When Harry Anderssen is admitted to Urbank Hospital, the doctors find that the lower jaw has been completely shattered by the first blow. Kicks and blows have severely injured the victim’s stomach. Conventional as well as artificial feeding was impossible as a result. The SA storm leader Harry Anderssen died over a month later, still weighing 36 kilos at his death. The dead man was buried on 25 October 1926. „I can no longer miss any event, any meeting of the movement, because I know that he will be there“, were the words attributed to his mother after the death of her son.

 

A commemorative plaque was dedicated and installed at the murder site at Stallschreiberstr. 45 (Kreuzberg district) on 27 September 1936:

 

„At this spot, on 17 August 1926, the SA man Harry Anderssen was slain by red murder. Don’t let the hero in your soul die.
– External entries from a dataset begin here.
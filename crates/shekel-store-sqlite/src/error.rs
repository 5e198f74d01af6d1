//! Error type for `shekel-store-sqlite`.

use thiserror::Error;

#[derive(Debug, Error)]
pub enum Error {
  #[error("core error: {0}")]
  Core(#[from] shekel_core::Error),

  #[error("database error: {0}")]
  Database(#[from] tokio_rusqlite::Error),

  #[error("json error: {0}")]
  Json(#[from] serde_json::Error),

  #[error("decimal parse error: {0}")]
  Decimal(#[from] rust_decimal::Error),

  #[error("date/time parse error: {0}")]
  DateParse(String),

  /// A value does not fit the column it is stored in.
  #[error("value out of range: {0}")]
  OutOfRange(String),
}

pub type Result<T, E = Error> = std::result::Result<T, E>;
//! Currency rates against the shekel.

use std::collections::BTreeSet;

use chrono::{DateTime, NaiveDate, Utc};
use rust_decimal::Decimal;
use serde::{Deserialize, Serialize};

use crate::{CurrencyCode, Error, Result};

/// The rate of one currency on one date.
///
/// `shekel_rate` is the number of ILS that one unit of `currency_code` buys.
/// The natural key is `(currency_code, rate_date)`; `country_names` is a
/// denormalized convenience and never part of the key.
#[derive(Debug, Clone, PartialEq, Eq, Serialize, Deserialize)]
pub struct CurrencyRate {
  pub currency_code: CurrencyCode,
  pub rate_date:     NaiveDate,
  pub shekel_rate:   Decimal,
  pub country_names: BTreeSet<String>,
}

impl CurrencyRate {
  /// Build a rate with no associated countries, rejecting non-positive values.
  pub fn new(currency_code: CurrencyCode, rate_date: NaiveDate, shekel_rate: Decimal) -> Result<Self> {
    if shekel_rate <= Decimal::ZERO {
      return Err(Error::NonPositiveRate {
        code: currency_code.to_string(),
        rate: shekel_rate,
      });
    }
    Ok(Self {
      currency_code,
      rate_date,
      shekel_rate,
      country_names: BTreeSet::new(),
    })
  }
}

/// A rate as persisted, with store-assigned timestamps.
#[derive(Debug, Clone, Serialize, Deserialize)]
pub struct StoredRate {
  pub rate:       CurrencyRate,
  pub created_at: DateTime<Utc>,
  pub updated_at: DateTime<Utc>,
}

// ─── Lookup failures ─────────────────────────────────────────────────────────

/// Why a single currency could not be resolved to a rate.
#[derive(Debug, Clone, PartialEq, Eq, Serialize, Deserialize)]
#[serde(tag = "reason", rename_all = "snake_case")]
pub enum LookupFailure {
  /// The rate source does not know the currency.
  NotFound,
  /// The source answered with zero or a negative number.
  InvalidRate { rate: Decimal },
  /// Every attempt failed at the transport level (including timeouts).
  Transport { attempts: u32, message: String },
  /// The run was asked to stop before this code was fetched.
  Cancelled,
}

#[derive(Debug, Clone, PartialEq, Eq, Serialize, Deserialize)]
pub struct FailedLookup {
  pub code:    CurrencyCode,
  #[serde(flatten)]
  pub failure: LookupFailure,
}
Storm 45/8 ‘Harry Anderssen’.“

 

Another memorial plaque, inaugurated on 26 September 1933, was located in the anteroom to the main cashier’s office (1st floor) of the Preußische Staatsbank (Seehandlung), Markgrafenstraße 38 (Mitte district):

 

 “Believing in the rebirth of the German Reich,our workmate Harry Anderssen, SA man, fell 26 September 1926.“

 

The Berlin SA storm 45/8 was named after him. In 1936, the current Boecklerpark in Berlin was given the name „Harry Anderssen Park“ in honour of the SA man Anderssen; after the occupation of Germany in 1945, it had to be renamed Urbanpark. In 1951 it was temporarily given the name of the first DGB chairman Boeckler.

 

 

Emil Müller

(*10 December 1905, † 27 September 1926 in Germersheim)

 

 

Emil Müller was a resistance fighter against the Weimar Republic and a Blood martyr to the National Socialist movement.

 

A regiment of terror was led in Germersheim by the notorious French Lieutenant Rouziers during the French occupation of Germany. He once said goodbye to another officer with the words: „I’m going to hunt Germans now!“ A German man from Adolf Hitler’s entourage also became a victim of this fiend. When Rouziers shot down Josef Mathes, a citizen of Germersheim, for no reason on the night of 26-27 September 1926, the SA man Müller, a twenty-one-year-old worker, confronted him without threatening him. This was reason enough for the French officer to put a bullet in the young German’s chest. A French „military court“ acquitted Rouzier’s murderer. The witnesses, on the other hand, were sentenced to fines for „insulting the occupying forces“.